## [Information]
_ _ _ _ _

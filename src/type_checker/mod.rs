//! Type checking and semantic analysis module.
//!
//! Walks the syntax tree once, in place:
//!
//! - Resolves every identifier through the scope chain
//! - Computes and records a type for every expression
//! - Checks declarations, assignments, calls and control flow
//!
//! Analysis stops at the first violation.

pub mod builtins;
pub mod environment;
pub mod expr;
pub mod stmt;
pub mod type_checker;

#[cfg(test)]
mod tests;
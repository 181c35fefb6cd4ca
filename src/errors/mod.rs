//! Error types and error handling for the compiler.
//!
//! Every stage reports its first failure as an [`errors::Error`] wrapping
//! one [`errors::ErrorImpl`] variant. Variants are grouped by
//! [`errors::ErrorKind`]:
//!
//! - Syntax errors from the lexer and parser, carrying a source position
//! - Declaration errors (duplicate or unknown names)
//! - Type errors (operand, assignment, call and collection mismatches)
//! - Control-flow errors (misplaced break/continue/return)
//! - Configuration errors (unsupported output target)

pub mod errors;

#[cfg(test)]
mod tests;
//! Type system definitions.
//!
//! This module defines the fixed catalogue of type descriptors used by the
//! type checker, and the scope-independent rules relating them:
//!
//! - Primitive types (int, long, string, bool, none)
//! - Composite types (array, set, dict, tuple, nullable)
//! - Nominal class types and function signatures
//! - Assignability and equality
//! - Literal inference and operator typing

use std::{collections::BTreeSet, fmt::Display};

use crate::errors::errors::ErrorImpl;

use super::{
    ast::DeclId,
    expressions::{BinaryOperator, Literal, PrefixOperator},
};

/// A type descriptor. Two descriptors are equal when they are the same
/// variant with structurally equal components.
#[derive(Debug, Clone, PartialEq, Eq, PartialOrd, Ord, Hash)]
pub enum Type {
    Integer,
    /// Unbounded-width integer
    Long,
    String,
    Boolean,
    None,
    Array(Box<Type>),
    Set(Box<Type>),
    Dict(Box<Type>, Box<Type>),
    /// Distinct member types, not positional
    Tuple(BTreeSet<Type>),
    Nullable(Box<Type>),
    Class(ClassType),
    Function(Box<FunctionSignature>),
}

#[derive(Debug, Clone, PartialEq, Eq, PartialOrd, Ord, Hash)]
pub struct ClassType {
    pub id: DeclId,
    pub name: String,
}

#[derive(Debug, Clone, PartialEq, Eq, PartialOrd, Ord, Hash)]
pub struct ParameterSignature {
    pub ty: Type,
    pub has_default: bool,
}

#[derive(Debug, Clone, PartialEq, Eq, PartialOrd, Ord, Hash)]
pub struct FunctionSignature {
    pub parameters: Vec<ParameterSignature>,
    pub return_type: Type,
    pub is_async: bool,
}

impl FunctionSignature {
    /// Number of leading parameters a call must supply.
    pub fn required_arguments(&self) -> usize {
        self.parameters.iter().filter(|p| !p.has_default).count()
    }
}

impl Type {
    /// Builds the type of a tuple literal or annotation from its element
    /// types. Duplicate member types collapse; an empty tuple is typed as an
    /// empty set.
    pub fn tuple_of<I: IntoIterator<Item = Type>>(members: I) -> Type {
        let members: BTreeSet<Type> = members.into_iter().collect();
        if members.is_empty() {
            Type::Set(Box::new(Type::None))
        } else {
            Type::Tuple(members)
        }
    }

    pub fn is_integral(&self) -> bool {
        matches!(self, Type::Integer | Type::Long)
    }

    /// Element type produced by indexing, when the type can be indexed.
    pub fn subscript_result(&self) -> Option<Type> {
        match self {
            Type::Array(element) => Some((**element).clone()),
            Type::Dict(_, value) => Some((**value).clone()),
            Type::String => Some(Type::String),
            Type::Tuple(members) if members.len() == 1 => members.iter().next().cloned(),
            _ => None,
        }
    }
}

impl Display for Type {
    fn fmt(&self, f: &mut std::fmt::Formatter<'_>) -> std::fmt::Result {
        match self {
            Type::Integer => write!(f, "int"),
            Type::Long => write!(f, "long"),
            Type::String => write!(f, "string"),
            Type::Boolean => write!(f, "bool"),
            Type::None => write!(f, "none"),
            Type::Array(element) => write!(f, "array<{}>", element),
            Type::Set(element) => write!(f, "set<{}>", element),
            Type::Dict(key, value) => write!(f, "dict<{}, {}>", key, value),
            Type::Tuple(members) => {
                write!(f, "tuple<")?;
                for (i, member) in members.iter().enumerate() {
                    if i > 0 {
                        write!(f, ", ")?;
                    }
                    write!(f, "{}", member)?;
                }
                write!(f, ">")
            }
            Type::Nullable(inner) => write!(f, "{}?", inner),
            Type::Class(class) => write!(f, "{}", class.name),
            Type::Function(signature) => {
                if signature.is_async {
                    write!(f, "async ")?;
                }
                write!(f, "fn(")?;
                for (i, parameter) in signature.parameters.iter().enumerate() {
                    if i > 0 {
                        write!(f, ", ")?;
                    }
                    write!(f, "{}", parameter.ty)?;
                }
                write!(f, ") -> {}", signature.return_type)
            }
        }
    }
}

/// Whether a value of `source` may be stored into a binding of `target`.
///
/// Identical types are assignable; a nullable target also accepts its bare
/// underlying type and the null sentinel.
pub fn assignable(source: &Type, target: &Type) -> bool {
    if equal(source, target) {
        return true;
    }

    match target {
        Type::Nullable(inner) => equal(source, inner) || *source == Type::None,
        _ => false,
    }
}

pub fn equal(a: &Type, b: &Type) -> bool {
    a == b
}

impl Literal {
    pub fn get_type(&self) -> Type {
        match self {
            Literal::Integer(_) => Type::Integer,
            Literal::Long(_) => Type::Long,
            Literal::String(_) => Type::String,
            Literal::Boolean(_) => Type::Boolean,
            Literal::Null => Type::None,
        }
    }
}

/// Result type of `left operator right`.
pub fn binary_result(operator: BinaryOperator, left: &Type, right: &Type) -> Result<Type, ErrorImpl> {
    let mismatch = || ErrorImpl::OperandTypeError {
        operator: operator.to_string(),
        left: left.to_string(),
        right: right.to_string(),
    };

    match operator {
        BinaryOperator::Power
        | BinaryOperator::Subtract
        | BinaryOperator::Multiply
        | BinaryOperator::Modulo
        | BinaryOperator::Divide => {
            if *left == Type::Integer && *right == Type::Integer {
                Ok(Type::Integer)
            } else {
                Err(mismatch())
            }
        }
        BinaryOperator::And | BinaryOperator::Or => {
            if *left == Type::Boolean && *right == Type::Boolean {
                Ok(Type::Boolean)
            } else {
                Err(mismatch())
            }
        }
        BinaryOperator::Less
        | BinaryOperator::LessEquals
        | BinaryOperator::Greater
        | BinaryOperator::GreaterEquals => {
            if equal(left, right) && matches!(left, Type::Integer | Type::String) {
                Ok(Type::Boolean)
            } else {
                Err(mismatch())
            }
        }
        BinaryOperator::Add => match (left, right) {
            (Type::Integer, Type::Integer) => Ok(Type::Integer),
            (Type::String, Type::String) => Ok(Type::String),
            _ => Err(ErrorImpl::ConcatenationTypeError {
                left: left.to_string(),
                right: right.to_string(),
            }),
        },
        BinaryOperator::Equals | BinaryOperator::NotEquals => {
            if equal(left, right) {
                Ok(Type::Boolean)
            } else {
                Err(mismatch())
            }
        }
    }
}

/// Result type of `operator operand`.
pub fn prefix_result(operator: PrefixOperator, operand: &Type) -> Result<Type, ErrorImpl> {
    match (operator, operand) {
        (PrefixOperator::Not, Type::Boolean) => Ok(Type::Boolean),
        (PrefixOperator::Negate | PrefixOperator::Plus, Type::Integer) => Ok(Type::Integer),
        (PrefixOperator::Negate | PrefixOperator::Plus, Type::Long) => Ok(Type::Long),
        _ => Err(ErrorImpl::PrefixOperandError {
            operator: operator.to_string(),
            operand: operand.to_string(),
        }),
    }
}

_ _ _ _ _

## [How to complete this task]
Count the lines in the data where "BTreeSet" occurs. Report the number only.

## [Result of this task]
3